The title for today’s post may seem a bit sensationalist in nature but in actuality it is a condensed version of my world this past couple of days. It is also a snapshot of how my life seems to intertwine with Route 66 on most every day.
With a focus so narrow I could look down a beer bottle with both eyes, I drove home from work Friday evening, had a pleasant dinner with my dearest friend, and retired to my fortress of solitude fully consumed with the idea of finishing the first draft for the Route 66 encyclopedia. After three solid hours of work, I watched a movie with my dear friend, and on Saturday, after a half day at the office, returned to the task at hand with an even more intense focus.

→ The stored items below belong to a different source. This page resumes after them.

#[cfg(test)]
mod tests {
    use super::*;
    use assert_approx_eq::assert_approx_eq;

    const SAMPLE: [u8; 15] = [
        0xaa, 0xa5, 0x83, 0xff, 0x95, 0x5a, 0x9f, 0x18, 0xc0, 0xc9, 0x25, 0x00, 0xa2, 0xc7, 0x00,
    ];

    fn with_temperature(raw12: u16) -> Frame {
        let mut bytes = SAMPLE;
        bytes[8] = (bytes[8] & 0xf0) | ((raw12 >> 8) as u8 & 0x0f);
        bytes[9] = raw12 as u8;
        bytes[13] = checksum8(&bytes[..13]);
        Frame::new(bytes)
    }

    #[test]
    fn test_sample_reading() -> Result<()> {
        let frame = Frame::new(SAMPLE);
        let reading = frame.reading()?;

        assert_eq!(reading.id, 255);
        assert_eq!(reading.channel, 1);
        assert!(reading.battery_ok);
        assert_eq!(reading.temperature_raw, 201);
        assert_approx_eq!(reading.temperature_c(), 20.1);
        assert_eq!(reading.humidity, 37);
        assert_approx_eq!(reading.wind_speed_m_s(), 0.0);
        assert_approx_eq!(reading.wind_dir_deg(), 225.0);
        assert_eq!(reading.datetime_raw, 0x156a_7c63);
        assert_eq!(reading.datetime_maybe().to_string(), "2741T7:49:35");
        assert_eq!(frame.unknown_nibble(), 2);
        assert_eq!(frame.checksum(), 0xc7);
        assert_eq!(frame.repeat_counter(), 0);
        Ok(())
    }

    #[test]
    fn test_checksum_failure() {
        let mut bytes = SAMPLE;
        bytes[10] = 0x26;
        let err = Frame::new(bytes).reading().unwrap_err();
        assert_eq!(
            err,
            DecodeError::IntegrityFailure {
                expected: 0xc7,
                computed: 0xc8
            }
        );
    }

    #[test]
    fn test_temperature_sign_extension() -> Result<()> {
        // -5.0 C
        let reading = with_temperature(0xfce).reading()?;
        assert_eq!(reading.temperature_raw, -50);
        assert_approx_eq!(reading.temperature_c(), -5.0);

        assert_eq!(with_temperature(0x0c9).reading()?.temperature_raw, 201);
        assert_eq!(with_temperature(0xfff).reading()?.temperature_raw, -1);
        assert_eq!(with_temperature(0x000).reading()?.temperature_raw, 0);
        assert_eq!(with_temperature(0x7ff).reading()?.temperature_raw, 2047);
        assert_eq!(with_temperature(0x800).reading()?.temperature_raw, -2048);
        Ok(())
    }

    #[test]
    fn test_temperature_matches_i16_shift() {
        for raw12 in 0..0x1000u16 {
            let frame = with_temperature(raw12);
            let b = frame.bytes();
            let shifted = ((u16::from(b[8] & 0x0f) << 12) | (u16::from(b[9]) << 4)) as i16 >> 4;
            assert_eq!(frame.field(&layout::TEMPERATURE), i64::from(shifted));
        }
    }

    #[test]
    fn test_channel_offset() -> Result<()> {
        for raw in 0..4u8 {
            let mut bytes = SAMPLE;
            bytes[8] = (bytes[8] & 0xcf) | (raw << 4);
            bytes[13] = checksum8(&bytes[..13]);
            assert_eq!(Frame::new(bytes).reading()?.channel, raw + 1);
        }
        Ok(())
    }

    #[test]
    fn test_wind_direction_scaling() -> Result<()> {
        for (raw, degrees) in [(0u8, 0.0), (8, 180.0), (15, 337.5)] {
            let mut bytes = SAMPLE;
            bytes[12] = (raw << 4) | (bytes[12] & 0x0f);
            bytes[13] = checksum8(&bytes[..13]);
            assert_approx_eq!(Frame::new(bytes).reading()?.wind_dir_deg(), degrees);
        }
        Ok(())
    }

    #[test]
    fn test_battery_nibble() -> Result<()> {
        let mut bytes = SAMPLE;
        bytes[4] &= 0x0f;
        bytes[13] = checksum8(&bytes[..13]);
        assert!(!Frame::new(bytes).reading()?.battery_ok);
        Ok(())
    }

    #[test]
    fn test_dcf77_subfields_match_raw_split() {
        let frame = Frame::new(SAMPLE);
        let guess = Dcf77Guess::from_raw(frame.field(&layout::DATETIME) as u32);
        assert_eq!(i64::from(guess.days), frame.field(&layout::DCF77_DAYS));
        assert_eq!(i64::from(guess.hours), frame.field(&layout::DCF77_HOURS));
        assert_eq!(i64::from(guess.minutes), frame.field(&layout::DCF77_MINUTES));
        assert_eq!(i64::from(guess.seconds), frame.field(&layout::DCF77_SECONDS));
    }

    #[test]
    fn test_layout_covers_frame() {
        let bits: usize = layout::FIELDS.iter().map(|f| f.width).sum();
        assert_eq!(bits, device::FRAME_BITS);
        for pair in layout::FIELDS.windows(2) {
            assert_eq!(pair[0].start() + pair[0].width, pair[1].start());
        }
    }

    #[test]
    fn test_validator() -> Result<()> {
        let good = BitRow::from_bytes(&[
            0x55, 0x5a, 0x7c, 0x00, 0x6a, 0xa5, 0x60, 0xe7, 0x3f, 0x36, 0xda, 0xff, 0x5d, 0x38,
            0xff,
        ]);
        FrameValidator::validate(&good)?;

        let short = BitRow::new(good.bytes().to_vec(), 119)?;
        assert_eq!(
            FrameValidator::validate(&short),
            Err(DecodeError::LengthMismatch {
                expected: 120,
                actual: 119
            })
        );

        let mut bytes = good.bytes().to_vec();
        bytes[2] = 0x7d;
        assert_eq!(
            FrameValidator::validate(&BitRow::from_bytes(&bytes)),
            Err(DecodeError::SignatureMismatch {
                found: [0x55, 0x5a, 0x7d]
            })
        );
        Ok(())
    }

    #[test]
    fn test_frame_from_short_slice() {
        assert!(Frame::try_from(&SAMPLE[..14]).is_err());
        assert!(Frame::try_from(&SAMPLE[..]).is_ok());
    }
}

In the next six hours my fingers flew over the key board when they weren’t digging for confirmation in the various volumes ranging from a two volume set chronicling the history of Standard Oil published in 1920, to one of several books penned by Joe Sonderman, and a book written by Emily Post in 1916, By Motor To The Golden Gate. More often than not the books were camouflaged under vast piles of paper.
During a project such as this my office turns into what appears to be a chaotic jumble of books, note books, vintage newspaper clippings, photos, an occasional plate or cup, and random scribblings. In actuality there is order in this chaos as there is a pile for everything and everything is in its pile.
One of the last entries was pertaining to the animated classic film Cars  and the various location, as well as people, that served as inpiration for scenes or characters. Radiator Springs and the surrounding locale is really quite real. Don’t believe me? Check out this story from Route 66 News.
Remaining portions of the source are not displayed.